**What is needed:** Your task is to repeat exactly the lines below between the line holding "for (i, line)" and the line holding "BlockKind::Heading", inclusive, and only those.

[Collected data entries]
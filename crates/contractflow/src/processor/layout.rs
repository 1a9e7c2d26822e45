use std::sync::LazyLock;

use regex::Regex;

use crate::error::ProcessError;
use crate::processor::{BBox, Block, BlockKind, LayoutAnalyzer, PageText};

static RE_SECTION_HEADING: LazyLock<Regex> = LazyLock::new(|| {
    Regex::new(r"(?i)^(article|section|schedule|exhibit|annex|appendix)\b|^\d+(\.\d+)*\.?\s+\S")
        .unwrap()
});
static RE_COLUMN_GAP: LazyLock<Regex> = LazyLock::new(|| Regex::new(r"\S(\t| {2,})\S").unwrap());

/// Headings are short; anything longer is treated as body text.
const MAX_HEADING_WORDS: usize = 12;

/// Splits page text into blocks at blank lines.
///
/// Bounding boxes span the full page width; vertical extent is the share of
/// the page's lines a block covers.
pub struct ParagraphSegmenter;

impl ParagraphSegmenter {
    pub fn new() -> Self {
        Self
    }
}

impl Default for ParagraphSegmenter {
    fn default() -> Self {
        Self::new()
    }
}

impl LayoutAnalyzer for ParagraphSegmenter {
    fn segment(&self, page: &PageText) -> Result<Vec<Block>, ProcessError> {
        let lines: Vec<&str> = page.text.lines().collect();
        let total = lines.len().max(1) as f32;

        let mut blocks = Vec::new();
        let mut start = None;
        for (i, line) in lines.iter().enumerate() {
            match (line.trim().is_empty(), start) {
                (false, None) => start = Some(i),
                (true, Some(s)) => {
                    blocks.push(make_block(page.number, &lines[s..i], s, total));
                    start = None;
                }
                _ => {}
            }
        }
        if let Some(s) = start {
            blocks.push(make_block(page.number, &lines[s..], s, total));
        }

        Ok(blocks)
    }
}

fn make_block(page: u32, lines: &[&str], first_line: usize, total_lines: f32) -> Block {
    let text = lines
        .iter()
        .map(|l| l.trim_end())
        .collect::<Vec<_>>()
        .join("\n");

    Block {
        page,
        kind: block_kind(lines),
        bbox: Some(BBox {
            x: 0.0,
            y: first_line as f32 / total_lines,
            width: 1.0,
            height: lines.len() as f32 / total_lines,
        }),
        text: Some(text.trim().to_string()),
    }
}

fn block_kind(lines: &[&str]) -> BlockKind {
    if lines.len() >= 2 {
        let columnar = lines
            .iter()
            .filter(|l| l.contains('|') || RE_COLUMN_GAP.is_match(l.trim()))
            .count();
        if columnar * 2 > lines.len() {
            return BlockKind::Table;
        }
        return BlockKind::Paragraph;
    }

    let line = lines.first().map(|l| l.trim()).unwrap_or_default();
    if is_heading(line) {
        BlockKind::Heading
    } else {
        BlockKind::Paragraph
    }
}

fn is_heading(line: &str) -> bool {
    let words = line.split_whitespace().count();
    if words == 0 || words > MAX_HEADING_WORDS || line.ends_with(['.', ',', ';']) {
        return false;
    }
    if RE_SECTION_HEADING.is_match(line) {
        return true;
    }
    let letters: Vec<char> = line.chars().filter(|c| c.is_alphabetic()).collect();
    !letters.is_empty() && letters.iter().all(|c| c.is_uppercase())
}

**Output of the task:**
        for (i, line) in lines.iter().enumerate() {
            match (line.trim().is_empty(), start) {
                (false, None) => start = Some(i),
                (true, Some(s)) => {
                    blocks.push(make_block(page.number, &lines[s..i], s, total));
                    start = None;
                }
                _ => {}
            }
        }
        if let Some(s) = start {
            blocks.push(make_block(page.number, &lines[s..], s, total));
        }

        Ok(blocks)
    }
}

fn make_block(page: u32, lines: &[&str], first_line: usize, total_lines: f32) -> Block {
    let text = lines
        .iter()
        .map(|l| l.trim_end())
        .collect::<Vec<_>>()
        .join("\n");

    Block {
        page,
        kind: block_kind(lines),
        bbox: Some(BBox {
            x: 0.0,
            y: first_line as f32 / total_lines,
            width: 1.0,
            height: lines.len() as f32 / total_lines,
        }),
        text: Some(text.trim().to_string()),
    }
}

fn block_kind(lines: &[&str]) -> BlockKind {
    if lines.len() >= 2 {
        let columnar = lines
            .iter()
            .filter(|l| l.contains('|') || RE_COLUMN_GAP.is_match(l.trim()))
            .count();
        if columnar * 2 > lines.len() {
            return BlockKind::Table;
        }
        return BlockKind::Paragraph;
    }

    let line = lines.first().map(|l| l.trim()).unwrap_or_default();
    if is_heading(line) {
        BlockKind::Heading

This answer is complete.